Discover The Three Largest (And Most Dangerous) Snakes In New York This Summer!

New York State is the home of around seventeen species of snakes, all of which play a huge part in maintaining the ecosystem of their areas. Snakes are population control for small rodents and other invasive pests and provide food to larger predators as well. However, many snake species are dangerous to humans, and stumbling upon one of these venomous species can cause severe injuries or even be fatal. In New York, there are only three common venomous snake species, the eastern copperhead, the eastern Massasauga rattlesnake, and the timber rattlesnake. But which one is the biggest, most dangerous snake in the state?

There are only three venomous snakes common in New York State, the Timber rattlesnake, the Eastern Copperhead, and the Eastern Massasauga rattlesnake shown above.

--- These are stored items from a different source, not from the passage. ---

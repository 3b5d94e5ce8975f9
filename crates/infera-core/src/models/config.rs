//! Configuration for a launcher and the model wrapped around it.

use std::path::Path;

use infera_launcher::{create_launcher, Launcher, LauncherConfig, ModelRegistry};
use serde::{Deserialize, Serialize};

use crate::models::classification::Classification;
use crate::params::ParameterMap;
use crate::Result;

/// Main configuration for infera.
#[derive(Debug, Clone, Default, PartialEq, Serialize, Deserialize)]
#[serde(default)]
pub struct InferaConfig {
    /// Which backend runs which model.
    pub launcher: LauncherConfig,

    /// Parameters handed to the model wrapper.
    pub model: ParameterMap,
}

impl InferaConfig {
    /// Load configuration from a JSON file.
    pub fn from_file(path: &Path) -> std::result::Result<Self, std::io::Error> {
        let content = std::fs::read_to_string(path)?;
        serde_json::from_str(&content).map_err(|e| {
            std::io::Error::new(std::io::ErrorKind::InvalidData, e.to_string())
        })
    }

    /// Save configuration to a JSON file.
    pub fn save(&self, path: &Path) -> std::result::Result<(), std::io::Error> {
        let content = serde_json::to_string_pretty(self).map_err(|e| {
            std::io::Error::new(std::io::ErrorKind::InvalidData, e.to_string())
        })?;
        std::fs::write(path, content)
    }

    /// Create the configured launcher.
    pub fn create_launcher(&self, registry: &ModelRegistry) -> Result<Box<dyn Launcher>> {
        Ok(create_launcher(&self.launcher, registry)?)
    }

    /// Build a classifier against the launcher's current network info.
    pub fn classification(&self, launcher: &dyn Launcher) -> Result<Classification> {
        Classification::new(launcher.network_info(), &self.model)
    }
}

#[cfg(test)]
mod tests {
    use super::*;
    use pretty_assertions::assert_eq;
    use serde_json::json;

    #[test]
    fn test_save_and_load() {
        let dir = tempfile::tempdir().unwrap();
        let path = dir.path().join("infera.json");

        let mut config = InferaConfig {
            launcher: LauncherConfig::for_model("models/resnet50.onnx"),
            ..Default::default()
        };
        config.launcher.mode = "optimized".to_string();
        config.model.insert("topk".to_string(), json!(5));
        config.save(&path).unwrap();

        let loaded = InferaConfig::from_file(&path).unwrap();
        assert_eq!(loaded, config);
    }

    #[test]
    fn test_missing_sections_use_defaults() {
        let dir = tempfile::tempdir().unwrap();
        let path = dir.path().join("partial.json");
        std::fs::write(&path, r#"{"model": {"topk": 3}}"#).unwrap();

        let loaded = InferaConfig::from_file(&path).unwrap();
        assert_eq!(loaded.launcher, LauncherConfig::default());
        assert_eq!(loaded.model.get("topk"), Some(&json!(3)));
    }

    #[test]
    fn test_invalid_json() {
        let dir = tempfile::tempdir().unwrap();
        let path = dir.path().join("broken.json");
        std::fs::write(&path, "{ not json").unwrap();

        let err = InferaConfig::from_file(&path).unwrap_err();
        assert_eq!(err.kind(), std::io::ErrorKind::InvalidData);
    }

    #[test]
    fn test_classification_from_launcher() {
        let launcher = crate::testing::StaticLauncher::new(
            &[("data", &[1, 3, 4, 4])],
            "prob",
            vec![0.5, 0.5],
        );
        let mut config = InferaConfig::default();
        config.model.insert("topk".to_string(), json!(2));

        let model = config.classification(&launcher).unwrap();
        assert_eq!(model.topk(), 2);
    }
}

©Ryan M. Bolton/Shutterstock.com

The Three Largest (And Most Dangerous) Snakes In New York City

While all three of the largest, most dangerous snakes in New York are potentially deadly, all of them are considered an uncommon sight. As a species, snakes tend to avoid us and prefer habitats away from where they feel threatened. Most snake bites occur due to accidental contact and being aware of the habitats where venomous snakes are found can prevent a bite. It is also crucial to know which venomous species can be found in your area, as well as what they look like.

In the state of New York, there are only three venomous snakes considered to be common. Even these species are a rare sight in urban or suburban areas, and many are only found in certain locations. We will start with the smallest of the three, the eastern Massasauga rattlesnake.

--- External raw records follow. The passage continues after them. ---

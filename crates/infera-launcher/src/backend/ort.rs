//! ONNX Runtime (ort) launcher for native platforms.

use std::fmt::Debug;
use std::sync::Arc;

use ndarray::ArrayD;
use ort::ep::XNNPACK;
use ort::session::builder::GraphOptimizationLevel;
use ort::session::{Session, SessionInputValue};
use ort::tensor::{PrimitiveTensorElementType, TensorElementType};
use ort::value::{DynValue, Tensor, ValueType};
use tracing::{debug, info, info_span, Span};

use crate::backend::{apply_shapes, prepare_inputs, validate_reshape, Launcher, ShapeMap};
use crate::error::LauncherError;
use crate::metadata::{default_layout, Metadata, DYNAMIC_DIM};
use crate::network::{LayerMap, NetworkInfo};
use crate::source::{CompileMode, Device, LauncherConfig, ModelRegistry};
use crate::tensor::{InputTensor, OutputMap, OutputTensor, TensorMap, TensorType};
use crate::Result;

/// Launcher backed by ONNX Runtime.
///
/// ONNX Runtime resolves dynamic dimensions per run, so reshaping only
/// narrows dimensions the model leaves dynamic. Output metadata keeps the
/// shapes the model declares.
pub struct OrtLauncher {
    session: Session,
    model_bytes: Vec<u8>,
    device: Device,
    mode: CompileMode,
    input_names: Vec<String>,
    native_inputs: LayerMap,
    native_outputs: LayerMap,
    shapes: ShapeMap,
    generation: u64,
    info: Arc<NetworkInfo>,
    span: Span,
}

impl OrtLauncher {
    /// Load the configured model source.
    pub fn new(config: &LauncherConfig, registry: &ModelRegistry) -> Result<Self> {
        let span = info_span!("launcher", provider = "onnxruntime");
        let scope = span.clone();

        scope.in_scope(move || {
            let source = config.model_source()?;
            let device = config.device()?;
            let mode = config.mode()?;
            let model_bytes = registry.resolve(&source)?;

            debug!(
                "Loading ONNX model from {} ({} bytes)",
                source.model_path().display(),
                model_bytes.len()
            );

            let session = build_session(&model_bytes, device, mode)?;
            info!("Inference will be executed on {} model ({})", mode, device);

            let input_names: Vec<String> = session
                .inputs()
                .iter()
                .map(|i| i.name().to_string())
                .collect();

            let native_inputs = collect_layers(
                session.inputs().iter().map(|i| (i.name(), i.dtype())),
                true,
            )?;
            let native_outputs = collect_layers(
                session.outputs().iter().map(|o| (o.name(), o.dtype())),
                false,
            )?;

            debug!("Model inputs: {:?}", input_names);
            debug!("Model outputs: {:?}", native_outputs.keys().collect::<Vec<_>>());

            let shapes = config.inputs.clone();
            check_shapes(&native_inputs, &shapes).map_err(|e| LauncherError::ModelLoad(e.to_string()))?;

            let info = NetworkInfo::new(
                apply_shapes(native_inputs.clone(), &shapes),
                native_outputs.clone(),
                0,
            )?;

            Ok(Self {
                session,
                model_bytes,
                device,
                mode,
                input_names,
                native_inputs,
                native_outputs,
                shapes,
                generation: 0,
                info: Arc::new(info),
                span,
            })
        })
    }

    /// Compile mode the current session was built with.
    pub fn mode(&self) -> CompileMode {
        self.mode
    }

    fn refresh_info(&self, shapes: &ShapeMap, generation: u64) -> Result<NetworkInfo> {
        NetworkInfo::new(
            apply_shapes(self.native_inputs.clone(), shapes),
            self.native_outputs.clone(),
            generation,
        )
    }
}

impl Launcher for OrtLauncher {
    fn provider(&self) -> &'static str {
        "onnxruntime"
    }

    fn load_model(&mut self, mode: CompileMode) -> Result<()> {
        let span = self.span.clone();
        let _guard = span.enter();

        self.session = build_session(&self.model_bytes, self.device, mode)?;
        self.mode = mode;
        info!("Inference will be executed on {} model ({})", mode, self.device);
        Ok(())
    }

    fn get_input_layers(&self) -> Result<LayerMap> {
        Ok(apply_shapes(self.native_inputs.clone(), &self.shapes))
    }

    fn get_output_layers(&self) -> Result<LayerMap> {
        Ok(self.native_outputs.clone())
    }

    fn reshape_model(&mut self, new_shape: &ShapeMap) -> Result<()> {
        let span = self.span.clone();
        let _guard = span.enter();

        check_shapes(&self.native_inputs, new_shape)?;

        let mut shapes = self.shapes.clone();
        shapes.extend(new_shape.iter().map(|(k, v)| (k.clone(), v.clone())));
        let info = self.refresh_info(&shapes, self.generation + 1)?;

        debug!("Reshaped inputs: {:?}", new_shape);
        self.shapes = shapes;
        self.generation += 1;
        self.info = Arc::new(info);
        Ok(())
    }

    fn infer_sync(&mut self, data: TensorMap) -> Result<OutputMap> {
        let span = self.span.clone();
        let _guard = span.enter();

        let prepared = prepare_inputs(&self.info, &self.input_names, data)?;
        let ort_inputs: Vec<(&str, SessionInputValue<'static>)> = prepared
            .iter()
            .map(|(name, tensor)| {
                let value = convert_input(tensor)?;
                Ok((name.as_str(), value))
            })
            .collect::<Result<Vec<_>>>()?;

        let outputs = self
            .session
            .run(ort_inputs)
            .map_err(|e| LauncherError::Inference(e.to_string()))?;

        let mut results = OutputMap::new();

        for (name, value) in outputs.iter() {
            let tensor = if let Some(arr) = extract_output::<f32>(&value) {
                OutputTensor::Float32(arr?)
            } else if let Some(arr) = extract_output::<i64>(&value) {
                OutputTensor::Int64(arr?)
            } else if let Some(arr) = extract_output::<i32>(&value) {
                OutputTensor::Int32(arr?)
            } else if let Some(arr) = extract_output::<f64>(&value) {
                OutputTensor::Float64(arr?)
            } else if let Some(arr) = extract_output::<u8>(&value) {
                OutputTensor::Uint8(arr?)
            } else {
                return Err(LauncherError::OutputExtraction(format!(
                    "unsupported output type for '{}'",
                    name
                )));
            };

            results.insert(name.to_string(), tensor);
        }

        Ok(results)
    }

    fn generation(&self) -> u64 {
        self.generation
    }

    fn network_info(&self) -> Arc<NetworkInfo> {
        Arc::clone(&self.info)
    }
}

fn build_session(bytes: &[u8], device: Device, mode: CompileMode) -> Result<Session> {
    let level = match mode {
        CompileMode::Baseline => GraphOptimizationLevel::Disable,
        CompileMode::Optimized => GraphOptimizationLevel::Level3,
    };

    let mut builder = Session::builder()
        .map_err(|e| LauncherError::ModelLoad(e.to_string()))?;

    if device == Device::Xnnpack {
        builder = builder
            .with_execution_providers([XNNPACK::default().build()])
            .map_err(|e| LauncherError::ModelLoad(e.to_string()))?;
    }

    builder
        .with_optimization_level(level)
        .map_err(|e| LauncherError::ModelLoad(e.to_string()))?
        .with_intra_threads(4)
        .map_err(|e| LauncherError::ModelLoad(e.to_string()))?
        .commit_from_memory(bytes)
        .map_err(|e| LauncherError::ModelLoad(e.to_string()))
}

fn convert_input(tensor: &InputTensor) -> Result<SessionInputValue<'static>> {
    match tensor {
        InputTensor::Float32(arr) => ort_input(arr),
        InputTensor::Float64(arr) => ort_input(arr),
        InputTensor::Int32(arr) => ort_input(arr),
        InputTensor::Int64(arr) => ort_input(arr),
        InputTensor::Uint8(arr) => ort_input(arr),
    }
}

fn ort_input<T>(arr: &ArrayD<T>) -> Result<SessionInputValue<'static>>
where
    T: PrimitiveTensorElementType + Clone + Debug + 'static,
{
    let shape: Vec<i64> = arr.shape().iter().map(|&s| s as i64).collect();
    let data: Vec<T> = arr.iter().cloned().collect();
    Tensor::from_array((shape, data))
        .map(Into::into)
        .map_err(|e| LauncherError::InvalidInput(e.to_string()))
}

/// Copy an output out of the session, `None` when it holds another element type.
fn extract_output<T>(value: &DynValue) -> Option<Result<ArrayD<T>>>
where
    T: PrimitiveTensorElementType + Clone,
{
    let (shape, data) = value.try_extract_tensor::<T>().ok()?;
    let shape: Vec<usize> = shape.iter().map(|&s| s as usize).collect();
    Some(
        ArrayD::from_shape_vec(ndarray::IxDyn(&shape), data.to_vec())
            .map_err(|e| LauncherError::OutputExtraction(e.to_string())),
    )
}

fn collect_layers<'a>(
    outlets: impl Iterator<Item = (&'a str, &'a ValueType)>,
    is_input: bool,
) -> Result<LayerMap> {
    let mut layers = LayerMap::new();

    for (name, value_type) in outlets {
        let ValueType::Tensor { ty, shape, .. } = value_type else {
            return Err(LauncherError::ModelLoad(format!(
                "'{}' is not a tensor",
                name
            )));
        };

        let dims: Vec<i64> = shape
            .iter()
            .map(|&d| if d < 0 { DYNAMIC_DIM } else { d })
            .collect();

        let mut meta = Metadata::new(name)
            .with_meta("element_type", serde_json::Value::String(ty.to_string()));
        if is_input {
            meta = meta.with_layout(default_layout(dims.len()));
        }
        meta = match exchange_type(*ty) {
            Some(t) => meta.with_type(t),
            None => {
                meta.precision = native_precision(*ty).to_string();
                meta
            }
        };

        layers.insert(name.to_string(), meta.with_shape(dims));
    }

    Ok(layers)
}

/// Validate a reshape request, including dimensions the model fixes.
fn check_shapes(native: &LayerMap, shapes: &ShapeMap) -> Result<()> {
    validate_reshape(native, shapes)?;

    for (name, shape) in shapes {
        let Some(declared) = native.get(name) else {
            continue;
        };
        for (axis, (&fixed, &requested)) in declared.shape.iter().zip(shape).enumerate() {
            if fixed >= 0 && fixed != requested {
                return Err(LauncherError::Reshape(format!(
                    "dimension {} of '{}' is fixed at {} by the model, requested {}",
                    axis, name, fixed, requested
                )));
            }
        }
    }
    Ok(())
}

fn exchange_type(ty: TensorElementType) -> Option<TensorType> {
    match ty {
        TensorElementType::Float32 => Some(TensorType::Float32),
        TensorElementType::Float64 => Some(TensorType::Float64),
        TensorElementType::Int32 => Some(TensorType::Int32),
        TensorElementType::Int64 => Some(TensorType::Int64),
        TensorElementType::Uint8 => Some(TensorType::Uint8),
        _ => None,
    }
}

fn native_precision(ty: TensorElementType) -> &'static str {
    match ty {
        TensorElementType::Float16 => "FP16",
        TensorElementType::Int16 => "I16",
        TensorElementType::Int8 => "I8",
        _ => "",
    }
}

The Eastern Massasauga Rattlesnake

The Eastern Massasauga rattlesnake is only found in the Bergan Swamp and the Oneida Swamplands of New York.

©DnDavis/Shutterstock.com

Size 12-36 inches
Habitat Wetlands, near water sources
Threat Moderately dangerous, the venom can cause life-threatening or disabling health problems if left untreated
Behavior Moderately aggressive, most bites occur through accidental contact

Eastern Massasauga rattlesnakes can be identified by their tan, grey, or brown coloring with darker hourglass-shaped spots. Other identifying markings include a pattern of three small brown spots along the back. They have thicker bodies and heart-shaped heads.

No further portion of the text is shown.